══ Records provided

impl<C: Codec> ChannelIo<C> {
    pub(crate) fn new(stream: TcpStream, chan: Channel, codec: C, connecting: bool) -> Self {
        Self {
            stream,
            connecting,
            chan,
            codec,
            vec: None,
            written: 0,
            consumed: 0,
            staging: VecDeque::new(),
            cursor: 0,
            close_fired: false,
        }
    }

    #[inline]
    pub(crate) fn chan(&self) -> &Channel {
        &self.chan
    }

    // ── Ingress ──────────────────────────────────────────────────────

    /// Drain the socket. Called on a read-ready event; reads until
    /// `WouldBlock` because readiness is edge-triggered.
    pub(crate) fn on_readable(&mut self) -> Result<()> {
        loop {
            let (ptr, cap) = self.allocate_read_buf();
            if cap == 0 {
                // Arena full but not yet eligible for rotation. Give the
                // codec a chance to consume, which may unlock rotation.
                self.read_packets(0)?;
                let (_, cap) = self.allocate_read_buf();
                if cap == 0 {
                    // Still no room: the pending frame can never be
                    // completed within this arena, so it is unfulfillable.
                    // Fatal, like any other absurd frame size.
                    return Err(Error::Corrupted {
                        reason: "frame cannot fit the ingress arena",
                    });
                }
                continue;
            }

            // Safety: [written, written + cap) of the current arena belongs
            // to the reactor thread; no view reaches past `consumed`.
            let buf = unsafe { std::slice::from_raw_parts_mut(ptr, cap) };
            match self.stream.read(buf) {
                Ok(0) => {
                    return Err(Error::Io(io::Error::new(
                        io::ErrorKind::UnexpectedEof,
                        "peer closed the connection",
                    )));
                }
                Ok(n) => self.read_packets(n)?,
                Err(ref e) if e.kind() == io::ErrorKind::WouldBlock => break,
                Err(ref e) if e.kind() == io::ErrorKind::Interrupted => continue,
                Err(e) => return Err(Error::Io(e)),
            }
        }
        Ok(())
    }

    /// Account `size` freshly received bytes and peel packets until the
    /// codec makes no more progress. Runs an egress pass afterwards so
    /// writes amortize against reads.
    pub(crate) fn read_packets(&mut self, size: usize) -> Result<()> {
        if self.chan.shared.handlers.lock().on_read.is_none() || self.chan.is_closed() {
            // Nobody to deliver to: the bytes of this callback are dropped.
            return Ok(());
        }

        let Some(vec) = self.vec.clone() else {
            return Ok(());
        };
        self.written += size;
        debug_assert!(self.written <= vec.size());

        loop {
            debug_assert!(self.consumed <= self.written);
            let available = (self.written - self.consumed).min(MAX_READ_SIZE);
            let view = IoView::new(vec.clone(), self.consumed);
            let chan = &self.chan;
            let mut consumed_now = 0;
            let result = self.codec.read_batch(
                &view,
                available,
                &mut |packet| invoke_read_handler(chan, packet),
                &mut consumed_now,
            );
            self.consumed += consumed_now;
            result?;
            if consumed_now == 0 {
                break;
            }
        }

        self.write_packets(IOV_MAX);
        Ok(())
    }

    /// Pick the region of the current arena for the next socket read,
    /// rotating to a fresh arena first when the old one is spent.
    fn allocate_read_buf(&mut self) -> (*mut u8, usize) {
        if self.vec.is_none() || self.should_rotate() {
            self.rotate_vector();
        }
        // Rotation above guarantees the arena exists.
        let vec = match &self.vec {
            Some(vec) => vec,
            None => unreachable!("rotate_vector always installs an arena"),
        };
        debug_assert!(self.written <= vec.size());
        let len = (vec.size() - self.written).min(VECTOR_SIZE);
        let ptr = unsafe { vec.as_ptr().add(self.written) };
        (ptr, len)
    }

    fn should_rotate(&self) -> bool {
        if self.consumed < EXPAND_THRESHOLD {
            return false;
        }
        match &self.vec {
            Some(vec) => self.written == vec.size(),
            None => false,
        }
    }

    /// Install a fresh arena and carry the unconsumed tail over to its
    /// front. Packets peeled earlier keep the old arena alive.
    fn rotate_vector(&mut self) {
        let new_vec: SharedIoVec = Arc::new(IoVec::new_zeroed(self.next_vector_size()));
        new_vec.set_metadata(self.chan.id());

        match self.vec.take() {
            None => {
                self.written = 0;
                self.consumed = 0;
            }
            Some(old) => {
                debug_assert!(self.consumed <= self.written);
                let tail = self.written - self.consumed;
                debug_assert!(tail <= new_vec.size());
                IoVec::memmove(&new_vec, 0, &old, self.consumed, tail);
                self.written = tail;
                self.consumed = 0;
            }
        }
        self.vec = Some(new_vec);
    }

    fn next_vector_size(&self) -> usize {
        let tail = self.written - self.consumed;
        if tail > VECTOR_SIZE {
            VECTOR_SIZE + tail
        } else {
            VECTOR_SIZE
        }
    }

    // ── Egress ───────────────────────────────────────────────────────

    /// Handle a write wake: clear the debounce flag first so a producer
    /// enqueueing from now on raises a fresh wake, then drain.
    pub(crate) fn handle_write_wake(&mut self) {
        self.chan.shared.write_wake.drain();
        self.chan
            .shared
            .write_wake_pending
            .store(false, Ordering::Release);
        self.write_packets(0);
    }

    /// Drain passes until ring + staging drop to `threshold` or the socket
    /// stops accepting bytes. `0` drains completely; `IOV_MAX` bounds the
    /// work when called at the tail of a read pass.
    pub(crate) fn write_packets(&mut self, threshold: usize) {
        if self.chan.is_closed() {
            // Deliberate contract: close does not flush.
            self.discard_egress();
            return;
        }
        loop {
            let size = self.chan.shared.out.guess_size() + self.staging.len();
            if size <= threshold {
                return;
            }
            if self.write_a_batch() == 0 {
                return;
            }
        }
    }

    /// One refill + merge + vectored write. Returns the number of staging
    /// descriptors fully written (0 means no progress: socket not writable,
    /// nothing staged, or a write error that was logged).
    fn write_a_batch(&mut self) -> usize {
        while self.staging.len() < IOV_MAX {
            match self.chan.shared.out.try_read(&mut self.cursor) {
                Some(slot) => self.staging.push_back(slot),
                None => break,
            }
        }
        if self.staging.is_empty() {
            return 0;
        }

        merge_small_tail(&mut self.staging);

        let written = {
            let iovs: Vec<IoSlice<'_>> = self.staging.iter().map(|s| IoSlice::new(s.bytes())).collect();
            self.stream.write_vectored(&iovs)
        };

        match written {
            Ok(0) => 0,
            Ok(n) => self.advance_staging(n),
            Err(ref e) if e.kind() == io::ErrorKind::WouldBlock => 0,
            Err(e) => {
                warn!(channel = self.chan.id(), error = %e, "vectored write failed");
                0
            }
        }
    }

    /// Drop fully-written descriptors off the front of staging and shrink
    /// the first partial one in place. Returns the number dropped.
    fn advance_staging(&mut self, mut written: usize) -> usize {
        let mut dropped = 0;
        while written > 0 {
            let Some(front) = self.staging.front_mut() else {
                break;
            };
            if written < front.len {
                front.off += written;
                front.len -= written;
                break;
            }
            written -= front.len;
            self.staging.pop_front();
            dropped += 1;
        }
        dropped
    }

    fn discard_egress(&mut self) {
        self.staging.clear();
        while self.chan.shared.out.try_read(&mut self.cursor).is_some() {}
    }

    // ── Lifecycle ────────────────────────────────────────────────────

    /// Fatal-error path: user on-error, then the close sequence. The single
    /// funnel for read errors, EOF, and corruption.
    pub(crate) fn fail(&mut self, err: &Error) {
        debug!(channel = self.chan.id(), error = %err, "channel failed");
        invoke_error_handler(&self.chan);
        self.finish_close();
    }

    /// Complete the close on the reactor thread: mark closed, fire on-close
    /// exactly once, and discard pending egress.
    pub(crate) fn finish_close(&mut self) {
        if self.close_fired {
            return;
        }
        self.close_fired = true;
        self.chan.shared.closed.store(true, Ordering::Release);
        debug!(channel = self.chan.id(), "channel closed");
        invoke_close_handler(&self.chan);
        self.discard_egress();
    }
}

════

Repeat the entries above verbatim, but only from the line that has "debug!(channel = self.chan.id(), error" down to the line that has "self.chan.shared.closed.store(true, Ordering::Release);", inclusive.

- [Solution below]:
        debug!(channel = self.chan.id(), error = %err, "channel failed");
        invoke_error_handler(&self.chan);
        self.finish_close();
    }

    /// Complete the close on the reactor thread: mark closed, fire on-close
    /// exactly once, and discard pending egress.
    pub(crate) fn finish_close(&mut self) {
        if self.close_fired {
            return;
        }
        self.close_fired = true;
        self.chan.shared.closed.store(true, Ordering::Release);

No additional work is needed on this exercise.